__Required action__
Could you copy, exactly as written, every line from the first line of the records through the one containing "frame rotated by"?

__Information supplied__
☆ ☆ ☆

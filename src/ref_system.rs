//! # Elementary geometry on the rotating Earth
//!
//! Rotation matrices, Earth-fixed unit vectors, the WGS-84 local radius and the
//! angle normalizations used by both collocation strategies.
//!
//! Two rotation conventions coexist:
//!
//! * [`rotmt`] rotates a **vector** counter-clockwise about an axis (active rotation).
//! * [`frame_rotation`] expresses a fixed vector in a **frame** rotated
//!   counter-clockwise about an axis (passive rotation, the IERS/SOFA `R1`, `R2`,
//!   `R3` matrices). It is the transpose of the active one.

use nalgebra::{Matrix3, Rotation3, Vector3};
use std::f64::consts::PI;

use crate::constants::{
    Kilometer, Meter, Radian, DPI, EARTH_EQUATORIAL_RADIUS, EARTH_POLAR_RADIUS,
};

/// Coordinate axis of a right-handed Cartesian frame.
#[derive(Debug, Clone, Copy, PartialEq, Eq)]
pub enum Axis {
    X,
    Y,
    Z,
}

/// Active rotation matrix of angle `alpha` about `axis`.
///
/// Arguments
/// ---------
/// * `alpha`: rotation angle in radians, counter-clockwise seen from the tip of the axis.
/// * `axis`: rotation axis.
///
/// Return
/// ----------
/// * The matrix `R` such that `R · v` is `v` rotated by `alpha`.
pub fn rotmt(alpha: Radian, axis: Axis) -> Matrix3<f64> {
    let axis = match axis {
        Axis::X => Vector3::x_axis(),
        Axis::Y => Vector3::y_axis(),
        Axis::Z => Vector3::z_axis(),
    };

    Rotation3::from_axis_angle(&axis, alpha).into()
}

/// Passive rotation matrix: coordinates of a fixed vector in a frame rotated by
/// `alpha` about `axis`.
pub fn frame_rotation(alpha: Radian, axis: Axis) -> Matrix3<f64> {
    rotmt(-alpha, axis)
}

/// Polar-motion matrix `W = R1(−yp) · R2(−xp)` taking terrestrial intermediate
/// coordinates to ITRS.
///
/// Arguments
/// ---------
/// * `xp`, `yp`: pole coordinates in radians.
pub fn polar_motion_matrix(xp: Radian, yp: Radian) -> Matrix3<f64> {
    frame_rotation(-yp, Axis::X) * frame_rotation(-xp, Axis::Y)
}

/// Local radius of the WGS-84 ellipsoid at a given latitude.
///
/// ```text
/// r(φ) = sqrt( ((a² cosφ)² + (b² sinφ)²) / ((a cosφ)² + (b sinφ)²) )
/// ```
///
/// Arguments
/// ---------
/// * `latitude`: latitude in radians.
///
/// Return
/// ----------
/// * Radius in kilometers, between the polar and equatorial radii.
pub fn earth_radius(latitude: Radian) -> Kilometer {
    let a = EARTH_EQUATORIAL_RADIUS;
    let b = EARTH_POLAR_RADIUS;
    let (s, c) = latitude.sin_cos();
    let num = (a * a * c).powi(2) + (b * b * s).powi(2);
    let den = (a * c).powi(2) + (b * s).powi(2);
    (num / den).sqrt()
}

/// Great-circle angle covered by `distance` meters at the given latitude.
pub fn spatial_tolerance_angle(distance: Meter, latitude: Radian) -> Radian {
    distance * 1.0e-3 / earth_radius(latitude)
}

/// Unit vector of a spherical longitude/latitude pair (radians).
pub fn unit_vector(longitude: Radian, latitude: Radian) -> Vector3<f64> {
    let (slon, clon) = longitude.sin_cos();
    let (slat, clat) = latitude.sin_cos();
    Vector3::new(clon * clat, slon * clat, slat)
}

/// Longitude/latitude (radians) of a non-zero vector.
pub fn longitude_latitude(v: &Vector3<f64>) -> (Radian, Radian) {
    let n = v.norm();
    (v.y.atan2(v.x), (v.z / n).clamp(-1.0, 1.0).asin())
}

/// Angle between two vectors.
///
/// Computed as `atan2(|a × b|, a · b)`, which keeps full precision for nearly
/// parallel vectors where `acos` of the dot product does not.
pub fn angular_distance(a: &Vector3<f64>, b: &Vector3<f64>) -> Radian {
    a.cross(b).norm().atan2(a.dot(b))
}

/// Bring an angle into `[−π, π]`. Angles already in range are returned unchanged.
pub fn constrain_to_pi_range(angle: Radian) -> Radian {
    if (-PI..=PI).contains(&angle) {
        angle
    } else {
        (angle + PI).rem_euclid(DPI) - PI
    }
}

/// Normalize a pair of delta arguments of latitude for a crossing search.
///
/// `end` is moved into `[−2π, 0]`. `start` is then moved by whole turns into
/// `[end + 2π·n − π, end + 2π·(n + 1) − π]` with `n = num_full_revs`, so that the
/// pair spans at most the number of revolutions completed between the two samples.
/// Values already in range are returned unchanged, which makes the function
/// idempotent.
///
/// Arguments
/// ---------
/// * `end`, `start`: delta arguments of latitude at the later and earlier sample.
/// * `num_full_revs`: completed revolutions between the samples. Callers floor the
///   fractional revolution count, so 1.9 revolutions pass as 1.
///
/// Return
/// ----------
/// * `(end, start)` after normalization.
pub fn constrain_angle_pair(end: Radian, start: Radian, num_full_revs: u32) -> (Radian, Radian) {
    let end = if (-DPI..=0.0).contains(&end) {
        end
    } else {
        end.rem_euclid(DPI) - DPI
    };

    let low = end + DPI * num_full_revs as f64 - PI;
    let high = end + DPI * (num_full_revs as f64 + 1.0) - PI;
    let start = if (low..=high).contains(&start) {
        start
    } else {
        low + (start - low).rem_euclid(DPI)
    };

    (end, start)
}

#[cfg(test)]
mod ref_system_test {
    use super::*;
    use crate::constants::RADEG;
    use approx::assert_relative_eq;

    #[test]
    fn test_rotation_conventions() {
        let x = Vector3::x();
        let active = rotmt(PI / 2.0, Axis::Z) * x;
        assert_relative_eq!(active, Vector3::y(), epsilon = 1e-15);

        let passive = frame_rotation(PI / 2.0, Axis::Z) * x;
        assert_relative_eq!(passive, -Vector3::y(), epsilon = 1e-15);

        let r = frame_rotation(0.3, Axis::X);
        assert_relative_eq!(r * r.transpose(), Matrix3::identity(), epsilon = 1e-15);
    }

    #[test]
    fn test_polar_motion_identity_at_zero() {
        assert_relative_eq!(
            polar_motion_matrix(0.0, 0.0),
            Matrix3::identity(),
            epsilon = 1e-15
        );
        let w = polar_motion_matrix(1e-6, 2e-6);
        assert_relative_eq!(w.determinant(), 1.0, epsilon = 1e-12);
    }

    #[test]
    fn test_earth_radius() {
        assert_relative_eq!(earth_radius(0.0), EARTH_EQUATORIAL_RADIUS, epsilon = 1e-9);
        assert_relative_eq!(earth_radius(PI / 2.0), EARTH_POLAR_RADIUS, epsilon = 1e-9);
        assert_relative_eq!(earth_radius(-PI / 2.0), EARTH_POLAR_RADIUS, epsilon = 1e-9);
        let mid = earth_radius(45.0 * RADEG);
        assert!(mid > EARTH_POLAR_RADIUS && mid < EARTH_EQUATORIAL_RADIUS);
    }

    #[test]
    fn test_angular_distance() {
        let a = unit_vector(0.0, 0.0);
        let b = unit_vector(10.0 * RADEG, 0.0);
        assert_relative_eq!(angular_distance(&a, &b), 10.0 * RADEG, epsilon = 1e-14);
        assert_relative_eq!(angular_distance(&a, &a), 0.0);

        let tiny = unit_vector(1e-9, 0.0);
        assert_relative_eq!(angular_distance(&a, &tiny), 1e-9, max_relative = 1e-6);

        let (lon, lat) = longitude_latitude(&(unit_vector(-2.0, 0.4) * 7000.0));
        assert_relative_eq!(lon, -2.0, epsilon = 1e-14);
        assert_relative_eq!(lat, 0.4, epsilon = 1e-14);
    }

    #[test]
    fn test_constrain_to_pi_range() {
        assert_relative_eq!(constrain_to_pi_range(1.5 * PI), -0.5 * PI, epsilon = 1e-12);
        assert_relative_eq!(constrain_to_pi_range(-1.5 * PI), 0.5 * PI, epsilon = 1e-12);
        assert_eq!(constrain_to_pi_range(0.25), 0.25);
        assert_eq!(constrain_to_pi_range(PI), PI);

        for a in [-20.0, -4.0, -PI, -1.0, 0.0, 2.0, PI, 3.5, 11.0, 1e6] {
            let once = constrain_to_pi_range(a);
            assert!((-PI..=PI).contains(&once));
            assert_eq!(constrain_to_pi_range(once), once);
        }
    }

    #[test]
    fn test_constrain_angle_pair() {
        let (end, start) = constrain_angle_pair(0.5, 1.0, 0);
        assert_relative_eq!(end, 0.5 - DPI, epsilon = 1e-12);
        assert_relative_eq!(start, 1.0 - DPI, epsilon = 1e-12);

        let (end, start) = constrain_angle_pair(-0.1, 0.2, 0);
        assert_eq!((end, start), (-0.1, 0.2));

        // one full revolution between the samples pushes start one turn ahead
        let (end, start) = constrain_angle_pair(-0.1, 0.2, 1);
        assert_eq!(end, -0.1);
        assert_relative_eq!(start, 0.2 + DPI, epsilon = 1e-12);

        for n in 0..3 {
            for (e, s) in [(3.0, -3.0), (-7.0, 9.0), (0.0, 0.0), (-DPI, PI), (12.0, -40.0)] {
                let once = constrain_angle_pair(e, s, n);
                assert!(once.0 <= 0.0 && once.0 >= -DPI);
                assert!((once.1 - once.0).abs() < DPI * (n as f64 + 1.0));
                assert_eq!(constrain_angle_pair(once.0, once.1, n), once);
            }
        }
    }
}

☆ ☆ ☆

__Result for this exercise__
filename src/ref_system.rs
//! # Elementary geometry on the rotating Earth
//!
//! Rotation matrices, Earth-fixed unit vectors, the WGS-84 local radius and the
//! angle normalizations used by both collocation strategies.
//!
//! Two rotation conventions coexist:
//!
//! * [`rotmt`] rotates a **vector** counter-clockwise about an axis (active rotation).
//! * [`frame_rotation`] expresses a fixed vector in a **frame** rotated
//!   counter-clockwise about an axis (passive rotation, the IERS/SOFA `R1`, `R2`,
//!   `R3` matrices). It is the transpose of the active one.

use nalgebra::{Matrix3, Rotation3, Vector3};
use std::f64::consts::PI;

use crate::constants::{
    Kilometer, Meter, Radian, DPI, EARTH_EQUATORIAL_RADIUS, EARTH_POLAR_RADIUS,
};

/// Coordinate axis of a right-handed Cartesian frame.
#[derive(Debug, Clone, Copy, PartialEq, Eq)]
pub enum Axis {
    X,
    Y,
    Z,
}

/// Active rotation matrix of angle `alpha` about `axis`.
///
/// Arguments
/// ---------
/// * `alpha`: rotation angle in radians, counter-clockwise seen from the tip of the axis.
/// * `axis`: rotation axis.
///
/// Return
/// ----------
/// * The matrix `R` such that `R · v` is `v` rotated by `alpha`.
pub fn rotmt(alpha: Radian, axis: Axis) -> Matrix3<f64> {
    let axis = match axis {
        Axis::X => Vector3::x_axis(),
        Axis::Y => Vector3::y_axis(),
        Axis::Z => Vector3::z_axis(),
    };

    Rotation3::from_axis_angle(&axis, alpha).into()
}

/// Passive rotation matrix: coordinates of a fixed vector in a frame rotated by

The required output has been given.